BEGIN TASK INPUT

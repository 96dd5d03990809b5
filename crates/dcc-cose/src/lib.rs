//! # dcc-cose — COSE_Sign1 Issuance and Decoding
//!
//! The issuance flow, end to end:
//!
//! 1. [`build_payload`] maps issuance metadata and the claims JSON onto
//!    the integer-keyed CBOR payload (`1`, `6`, `4`, `-260`).
//! 2. [`build_unsigned`] wraps it in a tagged COSE_Sign1 array with an
//!    empty signature, yielding an [`UnsignedCose`].
//! 3. [`compute_signature_digest`] produces the SHA-256 a remote signer
//!    signs.
//! 4. [`merge_signature`] or [`merge_partial_signature`] inserts the
//!    returned signature, yielding a [`SignedCose`].
//! 5. [`to_qr_text`] renders `HC1:` + Base45(zlib(bytes)).
//!
//! [`decode`] runs the flow backwards for a verifier.
//!
//! No signatures are created or verified here.

pub mod builder;
pub mod cose;
pub mod decoder;
pub mod qr;

pub use builder::{
    build_certificate, build_payload, build_unsigned, compute_signature_digest,
    merge_partial_signature, merge_signature,
};
pub use cose::{CoseSign1, SignedCose, TagPolicy, ToBeSigned, UnsignedCose};
pub use decoder::{decode, extract_identifier, DecodedCertificate};
pub use qr::{from_qr_text, to_qr_text, MAX_INFLATED_LEN, QR_PREFIX};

END TASK INPUT

▶ EXERCISE
All of the material above should be reproduced exactly.

▶ EXERCISE SOLUTION
repository 96dd5d03990809b5
filename crates/dcc-cose/src/lib.rs
//! # dcc-cose — COSE_Sign1 Issuance and Decoding
//!
//! The issuance flow, end to end:
//!
//! 1. [`build_payload`] maps issuance metadata and the claims JSON onto
//!    the integer-keyed CBOR payload (`1`, `6`, `4`, `-260`).
//! 2. [`build_unsigned`] wraps it in a tagged COSE_Sign1 array with an
//!    empty signature, yielding an [`UnsignedCose`].
//! 3. [`compute_signature_digest`] produces the SHA-256 a remote signer
//!    signs.
//! 4. [`merge_signature`] or [`merge_partial_signature`] inserts the
//!    returned signature, yielding a [`SignedCose`].
//! 5. [`to_qr_text`] renders `HC1:` + Base45(zlib(bytes)).
//!
//! [`decode`] runs the flow backwards for a verifier.
//!
//! No signatures are created or verified here.

pub mod builder;
pub mod cose;
pub mod decoder;
pub mod qr;

pub use builder::{
    build_certificate, build_payload, build_unsigned, compute_signature_digest,
    merge_partial_signature, merge_signature,
};
pub use cose::{CoseSign1, SignedCose, TagPolicy, ToBeSigned, UnsignedCose};
pub use decoder::{decode, extract_identifier, DecodedCertificate};
pub use qr::{from_qr_text, to_qr_text, MAX_INFLATED_LEN, QR_PREFIX};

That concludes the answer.